As I mentioned in previous columns, I believe the reason film director Michael Mann selected my Chicago audition in 2008 for my role in his Universal Pictures "Public Enemies" motion picture with Johnny Depp was because I mentioned I was wearing a fedora and cuff links once owned and worn by the late, legendary gossip columnist Walter Winchell.
And on that same subject, Winchell's West Coast counterpart Hedda Hopper made elegant over-the-top hats her trademark, insisting it was impossible for stars to ignore her at a function while she was underneath one of her crowning creations.
I don't take my famed movie prop crown out very often, but just as I did at the May 2009 Wine Brunch, I'll be wearing Winchell's hat for next month's charity occasion.
Wonderful music, shopping, great conversation, a scrumptious lunch and many floating silver trays of sweet, delicious wine with tiny heart-shaped slices of strawberries in each glass set the scene. In the past, celebrity guests included greats such as entertainers Shirley Jones and Carol Lawrence. This year, Soloist Katie Reeves will entertain at 1 p.m., followed by raffle drawings.
Guests are encouraged to arrive when the doors open at 10 a.m. to browse boutique booths. Lunch is at noon. Tickets are still just $45 each and reservations are required by Tuesday, May 6 by calling (219) 836-0525, Ext. 206.
As for Winchell and his trademark fedora, he was so attached to his hat he made sure it was always a part of his public attire, which became a favorite feuding point with his entertainment enemy Ed Sullivan.
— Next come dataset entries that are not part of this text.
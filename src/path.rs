//! Path component type and the RFC 3986 §5.2.3/§5.2.4 path transforms.

use std::cmp::Ordering;
use std::fmt;
use std::ops::Deref;
use std::str::FromStr;

use crate::encoding;
use crate::error::{Component, InvalidUri};

/// A validated, normalized path.
///
/// The stored text has canonical percent-encoding and no un-collapsed dot
/// segments; it may be empty. Paths compare by their normalized text.
///
/// # Examples
///
/// ```
/// use uri_ref::Path;
///
/// let path = Path::parse("/a/b/../c/%7Ed").unwrap();
/// assert_eq!(path.as_str(), "/a/c/~d");
/// assert!(path.is_absolute());
/// ```
#[derive(Debug, Clone, PartialEq, Eq, Hash)]
pub struct Path(String);

impl Path {
    /// Parses and normalizes a path.
    ///
    /// Normalization canonicalizes percent triples first, then collapses
    /// dot segments, so `/%2e%2e/a` and `/../a` normalize identically.
    ///
    /// # Errors
    ///
    /// Returns [`InvalidUri`] on a malformed percent triple or a character
    /// outside `*( pchar / "/" )`.
    pub fn parse(input: &str) -> Result<Self, InvalidUri> {
        let normalized =
            encoding::normalize_component(Component::Path, input, encoding::is_path_byte)?;
        Ok(Self(remove_dot_segments(&normalized)))
    }

    /// Returns the normalized path text.
    #[must_use]
    pub fn as_str(&self) -> &str {
        &self.0
    }

    /// Returns true if the path is empty.
    #[must_use]
    pub fn is_empty(&self) -> bool {
        self.0.is_empty()
    }

    /// Returns true if the path starts with `/`.
    #[must_use]
    pub fn is_absolute(&self) -> bool {
        self.0.starts_with('/')
    }

    /// Iterates over the `/`-separated segments of a non-empty path.
    ///
    /// Only a single root `/` is skipped; empty segments elsewhere, such as
    /// the head of `//x`, are yielded.
    pub fn segments(&self) -> impl Iterator<Item = &str> {
        self.0.strip_prefix('/').unwrap_or(&self.0).split('/')
    }
}

/// Collapses `.` and `..` segments per RFC 3986 §5.2.4.
///
/// A single forward scan over the input with a small set of prefix cases;
/// every step strictly shortens the remaining input. `..` segments that
/// underflow the output are dropped, matching the RFC's pop-on-empty
/// behavior.
pub(crate) fn remove_dot_segments(path: &str) -> String {
    let mut input = path;
    let mut output = String::with_capacity(path.len());
    while !input.is_empty() {
        if let Some(rest) = input.strip_prefix("./") {
            input = rest;
        } else if let Some(rest) = input.strip_prefix("../") {
            input = rest;
        } else if input == "/." {
            input = "/";
        } else if input.starts_with("/./") {
            input = &input[2..];
        } else if input == "/.." {
            input = "/";
            pop_segment(&mut output);
        } else if input.starts_with("/../") {
            input = &input[3..];
            pop_segment(&mut output);
        } else if input == "." || input == ".." {
            input = "";
        } else {
            // Move one segment, including its leading '/' if any, from
            // input to output.
            let start = usize::from(input.starts_with('/'));
            let end = input[start..].find('/').map_or(input.len(), |i| i + start);
            output.push_str(&input[..end]);
            input = &input[end..];
        }
    }
    output
}

/// Removes the last complete segment written to the output, along with its
/// preceding `/` if any.
fn pop_segment(output: &mut String) {
    match output.rfind('/') {
        Some(i) => output.truncate(i),
        None => output.clear(),
    }
}

/// Merges a reference path onto a base path per RFC 3986 §5.2.3.
///
/// With an authority and an empty base path the reference is rooted at `/`;
/// otherwise everything after the last `/` of the base path is replaced.
pub(crate) fn merge(base_path: &str, base_has_authority: bool, reference_path: &str) -> String {
    if base_has_authority && base_path.is_empty() {
        return format!("/{reference_path}");
    }
    match base_path.rfind('/') {
        Some(i) => format!("{}{}", &base_path[..=i], reference_path),
        None => reference_path.to_string(),
    }
}

impl fmt::Display for Path {
    fn fmt(&self, f: &mut fmt::Formatter<'_>) -> fmt::Result {
        write!(f, "{}", self.0)
    }
}

impl FromStr for Path {
    type Err = InvalidUri;

    fn from_str(s: &str) -> Result<Self, Self::Err> {
        Self::parse(s)
    }
}

impl AsRef<str> for Path {
    fn as_ref(&self) -> &str {
        &self.0
    }
}

impl TryFrom<&str> for Path {
    type Error = InvalidUri;

    fn try_from(s: &str) -> Result<Self, Self::Error> {
        Self::parse(s)
    }
}

impl Deref for Path {
    type Target = str;

    fn deref(&self) -> &Self::Target {
        &self.0
    }
}

impl PartialOrd for Path {
    fn partial_cmp(&self, other: &Self) -> Option<Ordering> {
        Some(self.cmp(other))
    }
}

impl Ord for Path {
    fn cmp(&self, other: &Self) -> Ordering {
        self.0.cmp(&other.0)
    }
}

#[cfg(feature = "serde")]
impl serde::Serialize for Path {
    fn serialize<S>(&self, serializer: S) -> Result<S::Ok, S::Error>
    where
        S: serde::Serializer,
    {
        serializer.serialize_str(&self.0)
    }
}

#[cfg(feature = "serde")]
impl<'de> serde::Deserialize<'de> for Path {
    fn deserialize<D>(deserializer: D) -> Result<Self, D::Error>
    where
        D: serde::Deserializer<'de>,
    {
        let s = String::deserialize(deserializer)?;
        Self::parse(&s).map_err(serde::de::Error::custom)
    }
}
Long before Sullivan launched his now iconic variety TV show in 1949, he began his media career as a newspaper sportswriter for The New York Evening Graphic, where Winchell was his more famous newsroom colleague. When Winchell left his position to take his gossip column to The New York Daily Mirror (where he could enjoy national syndication by working for William Randolph Hearst), Sullivan was promoted to take over Winchell's role as theater columnist. When the newspaper closed in 1932, Sullivan's column was later carried in The New York Daily News. Sullivan found success in the new medium of television on CBS, prompted NBC to hire Winchell to host his own rival failed variety TV show canceled in 1960. TV executives attempted to persuade Winchell to not wear his hat while serving as a TV host, explaining it appeared rude to wear his hat inside while being seen by TV viewers. But he refused!